**Directions for this task**. Identify and pull out each line of the entries in which "saturate" occurs.

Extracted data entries

------

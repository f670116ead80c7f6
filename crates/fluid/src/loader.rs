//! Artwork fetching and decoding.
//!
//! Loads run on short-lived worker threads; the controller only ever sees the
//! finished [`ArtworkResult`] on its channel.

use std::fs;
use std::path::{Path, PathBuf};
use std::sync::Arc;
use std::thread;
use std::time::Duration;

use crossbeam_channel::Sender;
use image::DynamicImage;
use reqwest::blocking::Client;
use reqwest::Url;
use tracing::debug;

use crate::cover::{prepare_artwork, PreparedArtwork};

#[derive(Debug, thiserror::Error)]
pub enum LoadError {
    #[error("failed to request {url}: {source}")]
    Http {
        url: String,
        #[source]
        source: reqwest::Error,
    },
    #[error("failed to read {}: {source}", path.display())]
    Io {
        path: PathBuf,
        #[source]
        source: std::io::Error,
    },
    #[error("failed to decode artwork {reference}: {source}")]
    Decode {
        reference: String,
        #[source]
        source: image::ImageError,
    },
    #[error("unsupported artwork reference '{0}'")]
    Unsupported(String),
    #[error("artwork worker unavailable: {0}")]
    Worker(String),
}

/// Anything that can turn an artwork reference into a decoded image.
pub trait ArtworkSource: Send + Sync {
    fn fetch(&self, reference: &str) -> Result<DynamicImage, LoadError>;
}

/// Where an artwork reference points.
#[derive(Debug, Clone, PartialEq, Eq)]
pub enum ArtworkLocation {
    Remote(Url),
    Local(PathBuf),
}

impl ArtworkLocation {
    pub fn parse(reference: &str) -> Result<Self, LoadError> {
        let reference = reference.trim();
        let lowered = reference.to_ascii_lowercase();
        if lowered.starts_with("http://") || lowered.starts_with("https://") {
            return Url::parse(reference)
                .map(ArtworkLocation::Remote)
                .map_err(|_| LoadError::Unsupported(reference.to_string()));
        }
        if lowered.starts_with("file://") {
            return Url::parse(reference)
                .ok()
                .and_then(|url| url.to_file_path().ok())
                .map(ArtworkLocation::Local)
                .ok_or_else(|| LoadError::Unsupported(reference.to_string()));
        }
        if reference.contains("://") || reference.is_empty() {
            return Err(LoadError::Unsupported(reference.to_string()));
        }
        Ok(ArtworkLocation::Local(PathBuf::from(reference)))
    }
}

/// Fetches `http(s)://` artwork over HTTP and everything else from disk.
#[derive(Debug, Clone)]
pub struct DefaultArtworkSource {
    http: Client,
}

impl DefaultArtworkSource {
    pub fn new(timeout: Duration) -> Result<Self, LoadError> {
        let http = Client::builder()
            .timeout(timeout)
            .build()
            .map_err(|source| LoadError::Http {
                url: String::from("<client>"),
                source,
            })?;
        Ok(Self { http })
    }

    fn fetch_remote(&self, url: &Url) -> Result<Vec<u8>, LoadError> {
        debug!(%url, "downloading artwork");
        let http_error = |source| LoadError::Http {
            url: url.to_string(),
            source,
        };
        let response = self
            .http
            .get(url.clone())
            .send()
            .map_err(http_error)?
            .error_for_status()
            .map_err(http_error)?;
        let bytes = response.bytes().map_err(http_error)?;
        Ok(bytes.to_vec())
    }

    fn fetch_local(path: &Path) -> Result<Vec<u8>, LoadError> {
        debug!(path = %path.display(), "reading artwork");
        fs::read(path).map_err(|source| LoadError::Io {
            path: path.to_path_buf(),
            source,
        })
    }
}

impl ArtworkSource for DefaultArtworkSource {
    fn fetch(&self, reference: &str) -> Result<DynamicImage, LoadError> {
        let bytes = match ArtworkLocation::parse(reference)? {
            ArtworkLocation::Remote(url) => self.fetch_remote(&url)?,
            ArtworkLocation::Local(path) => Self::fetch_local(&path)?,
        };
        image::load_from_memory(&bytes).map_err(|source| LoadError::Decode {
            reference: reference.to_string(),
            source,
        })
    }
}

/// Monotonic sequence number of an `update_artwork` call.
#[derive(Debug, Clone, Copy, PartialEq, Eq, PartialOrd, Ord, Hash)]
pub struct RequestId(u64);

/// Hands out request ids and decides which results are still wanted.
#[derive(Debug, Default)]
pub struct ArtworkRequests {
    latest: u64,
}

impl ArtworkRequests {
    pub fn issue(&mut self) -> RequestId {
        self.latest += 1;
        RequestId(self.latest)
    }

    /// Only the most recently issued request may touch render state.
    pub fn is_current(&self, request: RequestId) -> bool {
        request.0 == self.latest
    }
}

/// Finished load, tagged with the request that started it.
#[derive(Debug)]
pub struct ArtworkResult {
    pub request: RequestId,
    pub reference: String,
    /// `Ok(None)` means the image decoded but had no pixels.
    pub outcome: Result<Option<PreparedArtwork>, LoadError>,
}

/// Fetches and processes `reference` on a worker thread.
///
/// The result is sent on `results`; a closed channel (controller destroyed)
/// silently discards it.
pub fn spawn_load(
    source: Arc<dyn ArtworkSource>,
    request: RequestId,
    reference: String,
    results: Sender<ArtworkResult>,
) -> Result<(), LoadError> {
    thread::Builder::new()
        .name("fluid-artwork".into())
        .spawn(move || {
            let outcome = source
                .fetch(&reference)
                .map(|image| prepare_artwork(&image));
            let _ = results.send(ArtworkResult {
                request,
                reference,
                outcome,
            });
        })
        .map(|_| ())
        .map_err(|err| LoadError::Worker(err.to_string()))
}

------

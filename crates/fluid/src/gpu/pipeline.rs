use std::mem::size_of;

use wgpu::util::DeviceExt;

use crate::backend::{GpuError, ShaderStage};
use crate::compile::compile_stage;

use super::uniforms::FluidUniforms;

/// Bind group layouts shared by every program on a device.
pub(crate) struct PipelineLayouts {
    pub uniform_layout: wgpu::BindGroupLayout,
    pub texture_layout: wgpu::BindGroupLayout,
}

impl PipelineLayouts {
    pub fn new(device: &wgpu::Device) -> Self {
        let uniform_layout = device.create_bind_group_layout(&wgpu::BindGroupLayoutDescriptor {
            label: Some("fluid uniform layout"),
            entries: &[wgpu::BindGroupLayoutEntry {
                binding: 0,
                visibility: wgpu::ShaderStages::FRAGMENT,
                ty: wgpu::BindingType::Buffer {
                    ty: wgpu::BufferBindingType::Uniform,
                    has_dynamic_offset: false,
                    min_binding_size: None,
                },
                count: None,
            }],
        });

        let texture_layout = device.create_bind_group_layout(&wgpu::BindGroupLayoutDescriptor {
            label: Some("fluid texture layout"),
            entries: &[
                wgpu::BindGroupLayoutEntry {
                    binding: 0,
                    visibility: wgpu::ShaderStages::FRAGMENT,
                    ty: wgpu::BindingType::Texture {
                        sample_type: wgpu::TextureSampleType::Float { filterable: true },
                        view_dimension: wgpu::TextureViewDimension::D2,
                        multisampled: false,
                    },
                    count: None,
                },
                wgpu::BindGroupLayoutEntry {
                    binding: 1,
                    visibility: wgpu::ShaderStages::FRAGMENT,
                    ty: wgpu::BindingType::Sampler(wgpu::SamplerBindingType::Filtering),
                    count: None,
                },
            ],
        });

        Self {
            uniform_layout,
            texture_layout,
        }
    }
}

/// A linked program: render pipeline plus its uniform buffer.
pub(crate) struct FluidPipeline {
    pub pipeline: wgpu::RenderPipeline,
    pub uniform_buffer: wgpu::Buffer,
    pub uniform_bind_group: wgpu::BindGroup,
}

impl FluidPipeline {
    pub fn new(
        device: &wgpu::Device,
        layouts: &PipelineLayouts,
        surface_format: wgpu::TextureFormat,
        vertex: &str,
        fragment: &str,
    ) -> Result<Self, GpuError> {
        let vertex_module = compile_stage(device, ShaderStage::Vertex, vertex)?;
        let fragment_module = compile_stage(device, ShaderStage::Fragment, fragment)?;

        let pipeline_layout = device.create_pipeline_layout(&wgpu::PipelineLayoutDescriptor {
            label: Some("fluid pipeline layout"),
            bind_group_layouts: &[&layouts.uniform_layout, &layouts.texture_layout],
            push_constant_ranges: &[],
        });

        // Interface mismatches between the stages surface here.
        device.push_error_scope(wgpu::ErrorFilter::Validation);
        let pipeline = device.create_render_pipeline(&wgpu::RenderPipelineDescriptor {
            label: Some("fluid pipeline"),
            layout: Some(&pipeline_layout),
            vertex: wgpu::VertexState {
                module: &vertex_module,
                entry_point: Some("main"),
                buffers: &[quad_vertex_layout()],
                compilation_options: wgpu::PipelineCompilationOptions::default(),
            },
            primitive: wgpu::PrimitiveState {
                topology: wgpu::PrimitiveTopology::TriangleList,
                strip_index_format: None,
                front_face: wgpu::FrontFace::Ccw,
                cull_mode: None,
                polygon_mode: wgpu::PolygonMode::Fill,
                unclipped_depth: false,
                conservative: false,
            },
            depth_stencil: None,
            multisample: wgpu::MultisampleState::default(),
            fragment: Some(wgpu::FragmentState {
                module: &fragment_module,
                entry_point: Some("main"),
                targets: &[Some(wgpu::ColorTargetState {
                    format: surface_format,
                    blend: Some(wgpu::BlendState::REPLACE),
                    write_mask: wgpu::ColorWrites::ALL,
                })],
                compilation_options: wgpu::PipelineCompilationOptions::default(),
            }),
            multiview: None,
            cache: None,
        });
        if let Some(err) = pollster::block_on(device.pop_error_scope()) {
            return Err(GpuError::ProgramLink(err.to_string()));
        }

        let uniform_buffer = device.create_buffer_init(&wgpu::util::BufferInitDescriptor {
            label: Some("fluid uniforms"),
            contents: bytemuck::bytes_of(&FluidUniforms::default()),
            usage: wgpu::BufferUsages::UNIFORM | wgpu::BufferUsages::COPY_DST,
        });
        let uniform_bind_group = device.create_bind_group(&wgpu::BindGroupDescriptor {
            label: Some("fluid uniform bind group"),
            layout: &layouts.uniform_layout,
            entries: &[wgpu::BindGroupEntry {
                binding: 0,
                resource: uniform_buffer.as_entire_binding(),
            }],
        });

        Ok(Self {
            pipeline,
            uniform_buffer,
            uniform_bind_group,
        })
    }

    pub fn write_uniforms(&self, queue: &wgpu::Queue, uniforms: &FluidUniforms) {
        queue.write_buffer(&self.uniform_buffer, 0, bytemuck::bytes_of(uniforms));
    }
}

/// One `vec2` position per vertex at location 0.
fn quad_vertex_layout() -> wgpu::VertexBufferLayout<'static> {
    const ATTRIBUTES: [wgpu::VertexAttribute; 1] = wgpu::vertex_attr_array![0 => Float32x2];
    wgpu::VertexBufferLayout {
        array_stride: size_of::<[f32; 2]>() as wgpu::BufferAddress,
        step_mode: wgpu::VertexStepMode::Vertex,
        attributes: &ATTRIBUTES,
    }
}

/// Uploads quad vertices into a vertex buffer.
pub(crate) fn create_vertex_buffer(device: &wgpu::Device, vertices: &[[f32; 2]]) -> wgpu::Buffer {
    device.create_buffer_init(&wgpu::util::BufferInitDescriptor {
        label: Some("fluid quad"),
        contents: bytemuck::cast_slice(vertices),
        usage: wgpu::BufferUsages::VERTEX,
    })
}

------

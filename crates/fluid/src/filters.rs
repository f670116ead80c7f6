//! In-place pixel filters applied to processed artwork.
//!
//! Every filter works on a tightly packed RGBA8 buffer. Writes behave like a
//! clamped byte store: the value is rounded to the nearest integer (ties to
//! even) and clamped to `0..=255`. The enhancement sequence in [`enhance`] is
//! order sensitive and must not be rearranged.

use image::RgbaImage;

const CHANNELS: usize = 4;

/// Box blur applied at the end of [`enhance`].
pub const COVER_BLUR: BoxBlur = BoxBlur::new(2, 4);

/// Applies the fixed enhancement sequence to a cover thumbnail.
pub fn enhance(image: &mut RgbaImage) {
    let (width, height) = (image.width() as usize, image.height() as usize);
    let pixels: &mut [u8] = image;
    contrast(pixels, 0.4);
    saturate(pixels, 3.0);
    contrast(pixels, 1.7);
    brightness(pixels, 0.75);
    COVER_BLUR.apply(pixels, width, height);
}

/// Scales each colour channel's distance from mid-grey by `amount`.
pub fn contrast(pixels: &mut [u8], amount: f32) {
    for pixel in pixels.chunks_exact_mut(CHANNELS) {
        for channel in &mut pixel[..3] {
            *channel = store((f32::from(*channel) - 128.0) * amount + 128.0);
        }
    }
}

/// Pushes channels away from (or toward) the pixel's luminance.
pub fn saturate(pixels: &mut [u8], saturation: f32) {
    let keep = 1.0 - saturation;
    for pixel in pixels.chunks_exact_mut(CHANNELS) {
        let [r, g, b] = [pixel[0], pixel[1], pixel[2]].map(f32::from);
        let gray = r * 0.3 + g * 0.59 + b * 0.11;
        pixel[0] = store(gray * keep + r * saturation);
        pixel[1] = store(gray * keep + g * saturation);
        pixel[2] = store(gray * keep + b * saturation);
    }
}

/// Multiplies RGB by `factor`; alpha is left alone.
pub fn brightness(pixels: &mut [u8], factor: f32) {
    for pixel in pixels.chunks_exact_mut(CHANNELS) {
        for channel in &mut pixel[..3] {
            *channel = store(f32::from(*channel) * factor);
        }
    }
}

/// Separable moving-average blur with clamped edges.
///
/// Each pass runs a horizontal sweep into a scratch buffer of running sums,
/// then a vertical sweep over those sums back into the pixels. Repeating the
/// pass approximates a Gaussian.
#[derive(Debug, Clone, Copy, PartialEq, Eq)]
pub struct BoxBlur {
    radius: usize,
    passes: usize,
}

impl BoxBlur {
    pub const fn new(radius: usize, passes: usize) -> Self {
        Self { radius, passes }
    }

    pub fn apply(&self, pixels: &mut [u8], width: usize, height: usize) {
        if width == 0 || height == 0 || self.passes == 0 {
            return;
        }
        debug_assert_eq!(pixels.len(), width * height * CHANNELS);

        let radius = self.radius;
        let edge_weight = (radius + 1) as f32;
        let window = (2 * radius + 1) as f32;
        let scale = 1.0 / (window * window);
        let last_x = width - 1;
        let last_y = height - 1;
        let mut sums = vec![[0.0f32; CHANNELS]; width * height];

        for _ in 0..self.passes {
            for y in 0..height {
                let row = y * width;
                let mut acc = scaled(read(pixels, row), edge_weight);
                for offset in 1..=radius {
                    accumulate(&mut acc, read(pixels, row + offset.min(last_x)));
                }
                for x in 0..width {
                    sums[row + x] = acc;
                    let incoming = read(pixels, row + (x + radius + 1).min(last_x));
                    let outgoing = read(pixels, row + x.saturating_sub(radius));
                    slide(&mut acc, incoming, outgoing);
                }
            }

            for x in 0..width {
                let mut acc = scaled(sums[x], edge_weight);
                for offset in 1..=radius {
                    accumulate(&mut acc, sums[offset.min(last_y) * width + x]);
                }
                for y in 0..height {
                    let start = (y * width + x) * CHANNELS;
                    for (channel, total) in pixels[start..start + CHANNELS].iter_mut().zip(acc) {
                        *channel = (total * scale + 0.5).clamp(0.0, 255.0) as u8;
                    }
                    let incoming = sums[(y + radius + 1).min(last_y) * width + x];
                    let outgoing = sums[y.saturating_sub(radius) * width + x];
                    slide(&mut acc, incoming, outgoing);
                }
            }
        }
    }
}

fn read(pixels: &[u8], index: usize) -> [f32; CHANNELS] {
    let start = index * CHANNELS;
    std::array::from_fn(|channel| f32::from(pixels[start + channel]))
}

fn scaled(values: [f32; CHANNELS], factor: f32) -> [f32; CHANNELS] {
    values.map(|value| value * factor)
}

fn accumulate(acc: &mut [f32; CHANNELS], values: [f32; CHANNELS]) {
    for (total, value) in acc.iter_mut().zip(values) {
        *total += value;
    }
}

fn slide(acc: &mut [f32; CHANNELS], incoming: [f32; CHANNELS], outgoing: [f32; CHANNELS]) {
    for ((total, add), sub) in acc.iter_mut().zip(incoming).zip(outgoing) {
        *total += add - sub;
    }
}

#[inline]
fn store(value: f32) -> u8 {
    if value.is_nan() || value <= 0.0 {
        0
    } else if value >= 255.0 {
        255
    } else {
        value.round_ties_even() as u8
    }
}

------

**Task output**.
    saturate(pixels, 3.0);
pub fn saturate(pixels: &mut [u8], saturation: f32) {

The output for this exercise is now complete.